Cuernavaca. Cuando llegó la ambulancia con los paramédicos del Escuadrón de Rescate y Urgencias Médicas, a eso de las 3:50 de la madrugada del domingo 11 de abril, el abuelo había dejado de existir.

-No tiene signos vitales. Vas a tener que llamar a una funeraria para que te dé el servicio, ellos se encargan de buscar un médico para que extienda el certificado, me dijo uno de los rescatistas, después de hacerle una revisión.

Abracé a Fernanda y a la abuela. Toda la angustia que habían pasado una hora antes para revivir a Germán se había vaciado allí, en un llanto contenido, en el quicio de la puerta.

Minutos antes, mientras mi hija llamaba al 911, yo sostenía medio cuerpo de Germán en mis piernas, mi pecho y mis brazos. Le tomé el pulso, busqué signos en su garganta o en su tórax. Guardé extremo silencio y casi detuve mi respiración para escuchar alguna señal de vida. Por un momento pensé ver que en su muñeca una débil vena palpitante.

Frente a mí, el abuelo era un gigantesco guerrero caído. Allí estaban los restos mortales de un hombre que toda su vida se partió el alma por satisfacer las necesidades de su familia y por ayudar a sus amigos. El silencio entró en su cuerpo, desde hacía ya varios minutos había comenzado a mover sus engranes.

Los paramédicos me ayudaron el subir el cuerpo a su cama, después se marcharon derrotados.

Su majestad, la Muerte, había llegado y se había instalado en ese lecho. De allí, en adelante, todo transcurriría en una calma dolorosa y se encaminarían a levantar y reordenar aquello que la ausencia había desacomodado.

Leonel Maciel, su colega pintor, nos acompañaba, también llegó Tony Abdalá, el piloto de helicópteros y Oswin Moller, cercanos del difunto. Los había llamado Rosa María.

Mientras esperábamos el arribo del personal de la funeraria, la abuela siguió haciendo llamadas a todos los familiares. Los amigos que acudieron a su llamado de auxilio platicaban del abuelo.

Sin estar preparados para esos casos, todos hicimos lo que teníamos que hacer.

Una semana antes, Rosa María y Fernanda habían ido de vacaciones a Acapulco. Yo le dije al abuelo que podría ir, que cuidaría a Lola y a las gatitas, pero no quiso.

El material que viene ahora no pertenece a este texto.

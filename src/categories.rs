//! User-defined categories with display colors.
//!
//! Custom categories live in their own persisted document next to the
//! place collection and extend the built-in category vocabulary.

use log::info;
use serde::{Deserialize, Serialize};

use crate::{
    normalize_hex_color, EventBus, PinError, PlaceEvent, PrefStore, Result, DEFAULT_CATEGORY_COLOR,
};

/// Persisted key for the custom category list.
pub const CATEGORIES_KEY: &str = "CustomCategories";

/// A user-defined category and its display color.
#[derive(Debug, Clone, PartialEq, Eq, Serialize, Deserialize)]
pub struct Category {
    pub name: String,
    #[serde(default = "default_color")]
    pub color: String,
}

fn default_color() -> String {
    DEFAULT_CATEGORY_COLOR.to_string()
}

/// Manages the persisted list of custom categories.
pub struct CategoryStore {
    prefs: PrefStore,
    events: EventBus,
}

impl CategoryStore {
    pub fn new(prefs: PrefStore, events: EventBus) -> Self {
        Self { prefs, events }
    }

    /// Returns all custom categories in definition order.
    pub fn all(&self) -> Vec<Category> {
        self.prefs.read(CATEGORIES_KEY).unwrap_or_default()
    }

    /// Looks up the color for a category name, falling back to the
    /// sentinel color for built-in or unknown categories.
    pub fn color_for(&self, name: &str) -> String {
        self.all()
            .into_iter()
            .find(|category| category.name == name)
            .map(|category| category.color)
            .unwrap_or_else(default_color)
    }

    /// Adds a custom category. The name must not collide with an
    /// existing custom category; the color is normalized to #RRGGBB.
    pub fn add(&self, name: &str, color: &str) -> Result<Category> {
        let name = name.trim();
        if name.is_empty() {
            return Err(PinError::ApplicationError {
                message: "Category name cannot be empty".to_string(),
            });
        }

        let color = normalize_hex_color(color)?;
        let mut categories = self.all();

        if categories.iter().any(|category| category.name == name) {
            return Err(PinError::CategoryExists {
                name: name.to_string(),
            });
        }

        let category = Category {
            name: name.to_string(),
            color,
        };
        categories.push(category.clone());
        self.prefs.write(CATEGORIES_KEY, &categories)?;

        self.events.publish(PlaceEvent::CategoriesChanged);
        info!("Added category {} ({})", category.name, category.color);
        Ok(category)
    }
}

#[cfg(test)]
mod tests {
    use super::*;
    use tempfile::{tempdir, TempDir};

    fn test_store() -> (TempDir, CategoryStore, EventBus) {
        let dir = tempdir().unwrap();
        let prefs = PrefStore::open(dir.path()).unwrap();
        let events = EventBus::new();
        let store = CategoryStore::new(prefs, events.clone());
        (dir, store, events)
    }

    #[test]
    fn add_then_all_round_trips() {
        let (_dir, store, _events) = test_store();

        store.add("빵집", "#ffaa00").unwrap();
        store.add("서점", "#0000FF").unwrap();

        let categories = store.all();
        assert_eq!(categories.len(), 2);
        assert_eq!(categories[0].name, "빵집");
        assert_eq!(categories[0].color, "#FFAA00");
        assert_eq!(categories[1].name, "서점");
    }

    #[test]
    fn duplicate_names_are_rejected() {
        let (_dir, store, _events) = test_store();

        store.add("빵집", "#ffaa00").unwrap();
        let result = store.add("빵집", "#000000");
        assert!(matches!(result, Err(PinError::CategoryExists { .. })));
    }

    #[test]
    fn color_lookup_falls_back_to_sentinel() {
        let (_dir, store, _events) = test_store();

        store.add("빵집", "#ffaa00").unwrap();
        assert_eq!(store.color_for("빵집"), "#FFAA00");
        assert_eq!(store.color_for("카페"), DEFAULT_CATEGORY_COLOR);
    }

    #[test]
    fn add_publishes_a_change_event() {
        let (_dir, store, events) = test_store();
        let mut rx = events.subscribe();

        store.add("빵집", "#ffaa00").unwrap();
        assert_eq!(rx.try_recv().unwrap(), PlaceEvent::CategoriesChanged);
    }

    #[test]
    fn decode_defaults_missing_color_to_sentinel() {
        let json = r#"[{"name": "빵집"}]"#;
        let categories: Vec<Category> = serde_json::from_str(json).unwrap();
        assert_eq!(categories[0].color, DEFAULT_CATEGORY_COLOR);
    }
}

Tenía una lesión dolorosísima en la cadera que lo obligó a usar bastón. Se quedó en Cuernavaca y uno de esos días tuvo una reunión con sus amigos, con los que platicó muy alegre. Un día después de que su esposa y su nieta regresaron murió: “no sé qué hubiéramos hecho si se nos muere cuando nosotras estábamos de vacaciones”, dijo Rosa María.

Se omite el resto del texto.